Top of Dataset content
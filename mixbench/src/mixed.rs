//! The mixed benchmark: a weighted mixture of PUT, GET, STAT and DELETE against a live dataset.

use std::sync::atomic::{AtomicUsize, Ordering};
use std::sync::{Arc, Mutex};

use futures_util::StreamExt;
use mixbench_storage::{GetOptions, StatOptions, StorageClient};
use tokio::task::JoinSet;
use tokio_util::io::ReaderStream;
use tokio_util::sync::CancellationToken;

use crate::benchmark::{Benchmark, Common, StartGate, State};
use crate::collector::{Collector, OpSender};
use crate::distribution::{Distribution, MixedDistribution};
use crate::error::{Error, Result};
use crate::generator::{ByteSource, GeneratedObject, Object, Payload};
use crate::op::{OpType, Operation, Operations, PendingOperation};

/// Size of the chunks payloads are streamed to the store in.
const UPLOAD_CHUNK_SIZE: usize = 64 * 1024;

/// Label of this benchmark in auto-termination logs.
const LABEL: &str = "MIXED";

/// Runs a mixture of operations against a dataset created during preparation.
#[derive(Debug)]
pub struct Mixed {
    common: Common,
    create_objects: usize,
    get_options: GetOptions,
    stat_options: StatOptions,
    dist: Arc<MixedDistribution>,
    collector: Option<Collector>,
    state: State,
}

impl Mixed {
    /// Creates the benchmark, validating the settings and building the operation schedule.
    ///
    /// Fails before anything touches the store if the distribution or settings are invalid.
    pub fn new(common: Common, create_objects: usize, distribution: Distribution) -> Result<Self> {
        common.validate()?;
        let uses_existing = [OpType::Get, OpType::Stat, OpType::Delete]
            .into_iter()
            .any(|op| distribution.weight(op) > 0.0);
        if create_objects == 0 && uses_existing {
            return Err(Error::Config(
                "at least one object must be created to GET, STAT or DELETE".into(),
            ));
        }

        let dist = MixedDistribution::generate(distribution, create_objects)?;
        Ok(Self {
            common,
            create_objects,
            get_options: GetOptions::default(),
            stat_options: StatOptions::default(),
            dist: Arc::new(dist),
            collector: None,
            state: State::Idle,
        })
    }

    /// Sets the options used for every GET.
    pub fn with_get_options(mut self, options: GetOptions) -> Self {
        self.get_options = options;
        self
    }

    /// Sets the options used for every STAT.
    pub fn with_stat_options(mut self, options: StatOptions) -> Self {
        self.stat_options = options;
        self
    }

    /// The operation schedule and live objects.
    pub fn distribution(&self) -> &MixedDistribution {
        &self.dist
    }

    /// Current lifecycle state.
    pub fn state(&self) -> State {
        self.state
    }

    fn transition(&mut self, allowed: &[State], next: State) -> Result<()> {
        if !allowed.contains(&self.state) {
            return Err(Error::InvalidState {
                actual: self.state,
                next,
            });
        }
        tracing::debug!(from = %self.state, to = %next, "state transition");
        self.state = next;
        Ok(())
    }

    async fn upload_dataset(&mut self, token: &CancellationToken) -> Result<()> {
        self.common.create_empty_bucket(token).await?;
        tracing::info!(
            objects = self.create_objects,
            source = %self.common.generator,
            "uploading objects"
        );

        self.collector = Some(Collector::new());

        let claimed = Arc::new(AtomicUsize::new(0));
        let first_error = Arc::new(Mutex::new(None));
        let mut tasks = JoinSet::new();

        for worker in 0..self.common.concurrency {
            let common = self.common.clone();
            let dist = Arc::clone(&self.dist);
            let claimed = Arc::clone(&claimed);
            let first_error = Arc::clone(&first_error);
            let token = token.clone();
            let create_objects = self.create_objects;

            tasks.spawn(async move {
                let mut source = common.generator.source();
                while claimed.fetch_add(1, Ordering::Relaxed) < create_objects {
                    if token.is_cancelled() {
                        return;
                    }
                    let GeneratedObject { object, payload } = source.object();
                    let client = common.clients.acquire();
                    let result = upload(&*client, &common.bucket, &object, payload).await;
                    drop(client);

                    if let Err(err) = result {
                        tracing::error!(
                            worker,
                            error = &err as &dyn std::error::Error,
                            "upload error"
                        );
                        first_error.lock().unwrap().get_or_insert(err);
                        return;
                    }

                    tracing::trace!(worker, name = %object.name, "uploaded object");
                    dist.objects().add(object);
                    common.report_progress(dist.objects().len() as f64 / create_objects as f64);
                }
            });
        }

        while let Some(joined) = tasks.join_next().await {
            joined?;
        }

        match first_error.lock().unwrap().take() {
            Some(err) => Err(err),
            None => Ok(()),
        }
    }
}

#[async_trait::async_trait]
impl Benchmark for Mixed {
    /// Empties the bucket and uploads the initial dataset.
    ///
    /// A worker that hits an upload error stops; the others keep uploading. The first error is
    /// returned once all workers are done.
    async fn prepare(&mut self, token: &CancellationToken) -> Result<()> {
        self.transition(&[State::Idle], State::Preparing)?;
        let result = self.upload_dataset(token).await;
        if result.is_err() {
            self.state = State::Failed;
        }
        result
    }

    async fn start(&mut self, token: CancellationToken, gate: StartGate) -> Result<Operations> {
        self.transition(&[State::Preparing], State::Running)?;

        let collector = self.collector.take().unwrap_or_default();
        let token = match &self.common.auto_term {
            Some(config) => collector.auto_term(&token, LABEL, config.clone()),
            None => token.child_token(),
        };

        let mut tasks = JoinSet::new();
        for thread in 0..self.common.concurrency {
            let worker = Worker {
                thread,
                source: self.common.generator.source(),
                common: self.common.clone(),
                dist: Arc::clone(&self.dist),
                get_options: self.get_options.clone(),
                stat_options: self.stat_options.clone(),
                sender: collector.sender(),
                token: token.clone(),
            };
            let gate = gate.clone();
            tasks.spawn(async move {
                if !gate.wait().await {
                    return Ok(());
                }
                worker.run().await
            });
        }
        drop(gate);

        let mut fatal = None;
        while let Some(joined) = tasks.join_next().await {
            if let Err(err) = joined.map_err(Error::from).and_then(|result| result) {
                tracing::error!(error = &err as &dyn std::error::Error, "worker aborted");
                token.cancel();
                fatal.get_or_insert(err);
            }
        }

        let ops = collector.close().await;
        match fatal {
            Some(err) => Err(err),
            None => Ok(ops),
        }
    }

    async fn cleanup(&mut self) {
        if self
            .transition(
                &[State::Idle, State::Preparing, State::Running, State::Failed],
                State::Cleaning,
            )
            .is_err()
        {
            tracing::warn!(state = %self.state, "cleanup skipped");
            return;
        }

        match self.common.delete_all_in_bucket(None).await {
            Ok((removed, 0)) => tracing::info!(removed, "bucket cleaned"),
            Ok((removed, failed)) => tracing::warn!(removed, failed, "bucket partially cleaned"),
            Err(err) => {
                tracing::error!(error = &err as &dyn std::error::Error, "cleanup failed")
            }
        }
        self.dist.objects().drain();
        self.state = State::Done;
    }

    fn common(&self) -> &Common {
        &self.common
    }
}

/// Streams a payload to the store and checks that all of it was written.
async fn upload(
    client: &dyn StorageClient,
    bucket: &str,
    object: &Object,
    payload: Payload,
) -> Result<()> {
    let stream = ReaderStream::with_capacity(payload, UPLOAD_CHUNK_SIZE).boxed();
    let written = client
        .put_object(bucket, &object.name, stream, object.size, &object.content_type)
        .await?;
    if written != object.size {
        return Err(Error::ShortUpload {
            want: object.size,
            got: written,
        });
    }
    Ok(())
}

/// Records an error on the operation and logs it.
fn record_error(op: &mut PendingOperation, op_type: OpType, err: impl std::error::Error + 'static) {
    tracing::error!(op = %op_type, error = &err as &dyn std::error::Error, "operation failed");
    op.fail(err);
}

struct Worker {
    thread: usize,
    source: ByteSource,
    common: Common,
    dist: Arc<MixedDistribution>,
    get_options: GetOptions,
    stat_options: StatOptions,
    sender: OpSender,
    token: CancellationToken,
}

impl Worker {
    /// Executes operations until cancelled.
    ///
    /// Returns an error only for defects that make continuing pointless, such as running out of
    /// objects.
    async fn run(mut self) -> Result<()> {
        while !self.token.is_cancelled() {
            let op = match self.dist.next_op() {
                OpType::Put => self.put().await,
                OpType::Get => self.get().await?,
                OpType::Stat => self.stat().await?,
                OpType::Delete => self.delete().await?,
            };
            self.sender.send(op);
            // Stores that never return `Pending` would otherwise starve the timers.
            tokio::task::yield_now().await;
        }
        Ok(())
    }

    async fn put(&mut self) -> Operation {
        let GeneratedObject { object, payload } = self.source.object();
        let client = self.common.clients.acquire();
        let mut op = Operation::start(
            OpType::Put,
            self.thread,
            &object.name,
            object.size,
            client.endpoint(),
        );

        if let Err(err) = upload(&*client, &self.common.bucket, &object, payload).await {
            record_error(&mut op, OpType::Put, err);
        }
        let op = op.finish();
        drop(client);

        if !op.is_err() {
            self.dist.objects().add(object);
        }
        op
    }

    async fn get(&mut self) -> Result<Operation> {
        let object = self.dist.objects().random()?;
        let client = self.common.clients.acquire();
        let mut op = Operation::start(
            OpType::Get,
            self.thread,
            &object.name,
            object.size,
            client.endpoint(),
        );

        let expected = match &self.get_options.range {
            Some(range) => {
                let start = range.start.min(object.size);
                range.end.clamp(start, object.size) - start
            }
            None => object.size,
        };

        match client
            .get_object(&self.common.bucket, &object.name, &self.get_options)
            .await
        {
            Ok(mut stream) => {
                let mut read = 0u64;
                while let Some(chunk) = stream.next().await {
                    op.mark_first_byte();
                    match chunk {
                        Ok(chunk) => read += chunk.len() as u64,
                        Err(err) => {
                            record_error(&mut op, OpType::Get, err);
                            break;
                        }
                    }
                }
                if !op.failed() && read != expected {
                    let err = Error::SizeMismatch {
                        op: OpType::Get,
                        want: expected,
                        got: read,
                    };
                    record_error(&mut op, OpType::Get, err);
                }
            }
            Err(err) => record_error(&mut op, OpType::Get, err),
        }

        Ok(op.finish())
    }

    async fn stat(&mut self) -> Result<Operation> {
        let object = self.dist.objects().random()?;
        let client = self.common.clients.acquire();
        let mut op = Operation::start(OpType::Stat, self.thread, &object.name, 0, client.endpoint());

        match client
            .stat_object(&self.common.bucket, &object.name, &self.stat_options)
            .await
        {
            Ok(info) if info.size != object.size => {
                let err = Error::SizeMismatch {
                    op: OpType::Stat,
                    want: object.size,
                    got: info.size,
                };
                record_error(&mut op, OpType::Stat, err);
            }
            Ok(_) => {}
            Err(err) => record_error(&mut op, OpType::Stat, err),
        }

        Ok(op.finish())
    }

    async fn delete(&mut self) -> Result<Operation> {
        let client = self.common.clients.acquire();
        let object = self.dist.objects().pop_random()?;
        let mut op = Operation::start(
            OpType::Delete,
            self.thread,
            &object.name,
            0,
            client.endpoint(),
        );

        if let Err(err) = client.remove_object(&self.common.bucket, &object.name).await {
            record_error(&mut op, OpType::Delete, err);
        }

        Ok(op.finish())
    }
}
Bottom of Dataset content
— Task description —
Keep only those lines of the records that hold "GeneratedObject", and return them.

— Final answer —
use crate::generator::{ByteSource, GeneratedObject, Object, Payload};
                    let GeneratedObject { object, payload } = source.object();
        let GeneratedObject { object, payload } = self.source.object();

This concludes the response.